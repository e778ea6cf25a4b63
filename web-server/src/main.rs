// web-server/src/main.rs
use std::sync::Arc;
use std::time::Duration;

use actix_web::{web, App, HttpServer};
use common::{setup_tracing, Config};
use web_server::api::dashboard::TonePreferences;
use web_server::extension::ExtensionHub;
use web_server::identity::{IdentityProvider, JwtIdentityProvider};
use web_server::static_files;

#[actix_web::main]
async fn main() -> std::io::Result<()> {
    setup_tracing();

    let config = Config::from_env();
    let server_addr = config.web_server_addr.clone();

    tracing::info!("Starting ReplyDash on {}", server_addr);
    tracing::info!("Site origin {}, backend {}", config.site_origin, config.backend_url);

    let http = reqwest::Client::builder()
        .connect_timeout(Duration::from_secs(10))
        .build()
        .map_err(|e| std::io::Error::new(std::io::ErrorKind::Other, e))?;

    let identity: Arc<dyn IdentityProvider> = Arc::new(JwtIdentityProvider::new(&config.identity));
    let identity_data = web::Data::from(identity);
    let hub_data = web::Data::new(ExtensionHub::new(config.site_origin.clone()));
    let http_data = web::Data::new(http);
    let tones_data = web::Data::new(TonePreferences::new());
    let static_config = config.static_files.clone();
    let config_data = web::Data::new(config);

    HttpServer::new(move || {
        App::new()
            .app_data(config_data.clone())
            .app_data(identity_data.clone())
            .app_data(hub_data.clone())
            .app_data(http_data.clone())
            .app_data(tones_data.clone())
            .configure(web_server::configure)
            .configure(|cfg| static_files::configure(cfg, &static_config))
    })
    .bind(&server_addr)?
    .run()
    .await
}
★ ★ ★
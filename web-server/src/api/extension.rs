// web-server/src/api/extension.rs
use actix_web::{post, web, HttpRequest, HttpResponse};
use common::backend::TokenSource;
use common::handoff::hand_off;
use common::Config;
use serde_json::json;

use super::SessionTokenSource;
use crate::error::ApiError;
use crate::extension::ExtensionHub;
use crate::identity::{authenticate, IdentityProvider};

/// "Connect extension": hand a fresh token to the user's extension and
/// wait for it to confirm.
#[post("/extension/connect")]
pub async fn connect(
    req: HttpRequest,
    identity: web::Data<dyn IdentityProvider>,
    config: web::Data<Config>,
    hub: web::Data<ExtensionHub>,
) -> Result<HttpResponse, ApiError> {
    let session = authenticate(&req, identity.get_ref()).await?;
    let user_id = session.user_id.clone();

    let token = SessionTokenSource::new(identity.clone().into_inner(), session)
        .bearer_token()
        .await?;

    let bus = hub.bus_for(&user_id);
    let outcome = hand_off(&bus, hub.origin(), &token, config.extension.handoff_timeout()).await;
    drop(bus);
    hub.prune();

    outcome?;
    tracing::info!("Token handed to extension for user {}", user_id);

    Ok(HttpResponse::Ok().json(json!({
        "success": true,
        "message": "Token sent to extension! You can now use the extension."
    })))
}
★ ★ ★
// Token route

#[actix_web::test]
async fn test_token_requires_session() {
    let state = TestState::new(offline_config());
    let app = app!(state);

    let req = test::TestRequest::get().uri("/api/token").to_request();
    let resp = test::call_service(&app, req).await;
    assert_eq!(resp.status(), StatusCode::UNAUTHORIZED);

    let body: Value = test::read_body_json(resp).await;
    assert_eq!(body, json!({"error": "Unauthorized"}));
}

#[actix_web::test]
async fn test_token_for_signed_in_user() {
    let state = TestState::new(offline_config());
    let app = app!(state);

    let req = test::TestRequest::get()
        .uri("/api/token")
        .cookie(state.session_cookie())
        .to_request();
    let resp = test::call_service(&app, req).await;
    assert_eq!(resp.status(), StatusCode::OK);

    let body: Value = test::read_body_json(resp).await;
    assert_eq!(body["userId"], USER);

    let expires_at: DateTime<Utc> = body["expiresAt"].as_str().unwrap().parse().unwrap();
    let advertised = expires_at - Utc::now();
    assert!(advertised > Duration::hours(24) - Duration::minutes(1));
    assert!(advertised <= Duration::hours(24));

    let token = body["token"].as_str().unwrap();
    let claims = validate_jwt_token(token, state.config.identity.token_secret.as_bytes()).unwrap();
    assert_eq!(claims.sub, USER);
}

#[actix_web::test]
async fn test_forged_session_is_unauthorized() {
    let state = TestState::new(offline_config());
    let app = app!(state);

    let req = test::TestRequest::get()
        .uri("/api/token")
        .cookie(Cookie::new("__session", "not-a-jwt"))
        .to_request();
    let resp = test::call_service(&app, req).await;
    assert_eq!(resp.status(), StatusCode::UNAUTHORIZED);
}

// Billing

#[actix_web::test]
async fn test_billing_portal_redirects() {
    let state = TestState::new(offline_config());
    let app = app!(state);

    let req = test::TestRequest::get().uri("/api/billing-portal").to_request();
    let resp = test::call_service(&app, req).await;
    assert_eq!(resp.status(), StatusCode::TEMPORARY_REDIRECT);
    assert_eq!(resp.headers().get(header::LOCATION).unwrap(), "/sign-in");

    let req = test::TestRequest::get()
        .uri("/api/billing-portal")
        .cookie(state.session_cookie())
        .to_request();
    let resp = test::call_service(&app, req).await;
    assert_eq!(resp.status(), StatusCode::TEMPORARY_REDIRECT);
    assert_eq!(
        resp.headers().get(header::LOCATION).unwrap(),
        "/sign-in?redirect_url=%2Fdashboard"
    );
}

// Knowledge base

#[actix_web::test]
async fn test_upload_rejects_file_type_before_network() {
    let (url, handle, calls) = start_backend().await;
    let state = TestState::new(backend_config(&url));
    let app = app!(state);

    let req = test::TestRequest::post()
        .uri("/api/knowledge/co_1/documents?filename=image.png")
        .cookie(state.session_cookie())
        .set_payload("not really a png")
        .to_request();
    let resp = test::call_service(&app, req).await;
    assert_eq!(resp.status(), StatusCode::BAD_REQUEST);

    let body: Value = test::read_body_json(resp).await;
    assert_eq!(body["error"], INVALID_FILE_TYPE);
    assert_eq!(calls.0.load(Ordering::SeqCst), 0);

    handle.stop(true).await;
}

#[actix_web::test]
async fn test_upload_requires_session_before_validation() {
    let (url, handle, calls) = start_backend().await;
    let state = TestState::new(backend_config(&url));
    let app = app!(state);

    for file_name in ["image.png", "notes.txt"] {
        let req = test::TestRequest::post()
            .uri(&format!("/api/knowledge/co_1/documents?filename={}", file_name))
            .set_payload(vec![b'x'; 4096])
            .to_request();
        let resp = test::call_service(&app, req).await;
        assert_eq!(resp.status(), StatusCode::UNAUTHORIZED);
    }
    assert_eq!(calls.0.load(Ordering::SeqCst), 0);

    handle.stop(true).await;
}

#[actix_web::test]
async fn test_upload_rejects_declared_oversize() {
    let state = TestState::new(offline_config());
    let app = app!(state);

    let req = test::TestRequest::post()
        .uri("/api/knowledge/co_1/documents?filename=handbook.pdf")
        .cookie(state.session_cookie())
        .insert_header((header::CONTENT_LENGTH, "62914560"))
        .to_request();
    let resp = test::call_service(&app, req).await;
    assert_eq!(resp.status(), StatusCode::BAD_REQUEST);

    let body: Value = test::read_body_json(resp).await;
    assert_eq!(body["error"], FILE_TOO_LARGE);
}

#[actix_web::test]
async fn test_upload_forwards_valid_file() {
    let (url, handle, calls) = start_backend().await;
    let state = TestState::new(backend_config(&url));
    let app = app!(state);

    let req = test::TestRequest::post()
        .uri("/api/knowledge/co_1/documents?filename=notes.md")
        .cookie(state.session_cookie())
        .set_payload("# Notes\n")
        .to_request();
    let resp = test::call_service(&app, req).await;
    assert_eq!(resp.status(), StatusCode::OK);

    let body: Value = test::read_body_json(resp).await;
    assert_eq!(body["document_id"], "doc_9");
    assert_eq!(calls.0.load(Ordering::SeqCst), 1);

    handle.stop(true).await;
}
★ ★ ★
* _EXERCISE GOAL_: Filter the data above by the word "ExtensionHub" and copy every line that matches.

* _RESULT OF THIS EXERCISE_:
use web_server::extension::ExtensionHub;
    let hub_data = web::Data::new(ExtensionHub::new(config.site_origin.clone()));
use crate::extension::ExtensionHub;
    hub: web::Data<ExtensionHub>,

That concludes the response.